» What is expected
Print every entry below again. Nothing may differ from the original.

(Beginning of Information provided)

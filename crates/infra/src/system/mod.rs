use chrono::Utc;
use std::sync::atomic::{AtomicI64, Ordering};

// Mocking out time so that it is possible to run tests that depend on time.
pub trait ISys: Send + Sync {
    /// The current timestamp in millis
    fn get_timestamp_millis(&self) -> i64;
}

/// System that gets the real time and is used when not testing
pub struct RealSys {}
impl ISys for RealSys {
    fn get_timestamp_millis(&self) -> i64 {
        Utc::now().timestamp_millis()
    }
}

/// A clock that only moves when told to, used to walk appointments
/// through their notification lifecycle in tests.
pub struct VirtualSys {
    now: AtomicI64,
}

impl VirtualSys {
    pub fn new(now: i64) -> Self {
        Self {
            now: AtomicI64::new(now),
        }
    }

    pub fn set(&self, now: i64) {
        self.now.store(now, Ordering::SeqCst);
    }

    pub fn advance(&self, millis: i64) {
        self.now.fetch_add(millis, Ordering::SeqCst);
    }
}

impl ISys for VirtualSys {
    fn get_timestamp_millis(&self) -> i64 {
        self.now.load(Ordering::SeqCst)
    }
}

(End of Information provided)

» Answer box
filename crates/infra/src/system/mod.rs
use chrono::Utc;
use std::sync::atomic::{AtomicI64, Ordering};

// Mocking out time so that it is possible to run tests that depend on time.
pub trait ISys: Send + Sync {
    /// The current timestamp in millis
    fn get_timestamp_millis(&self) -> i64;
}

/// System that gets the real time and is used when not testing
pub struct RealSys {}
impl ISys for RealSys {
    fn get_timestamp_millis(&self) -> i64 {
        Utc::now().timestamp_millis()
    }
}

/// A clock that only moves when told to, used to walk appointments
/// through their notification lifecycle in tests.
pub struct VirtualSys {
    now: AtomicI64,
}

impl VirtualSys {
    pub fn new(now: i64) -> Self {
        Self {
            now: AtomicI64::new(now),
        }
    }

    pub fn set(&self, now: i64) {
        self.now.store(now, Ordering::SeqCst);
    }

    pub fn advance(&self, millis: i64) {
        self.now.fetch_add(millis, Ordering::SeqCst);
    }
}

impl ISys for VirtualSys {
    fn get_timestamp_millis(&self) -> i64 {
        self.now.load(Ordering::SeqCst)
    }
}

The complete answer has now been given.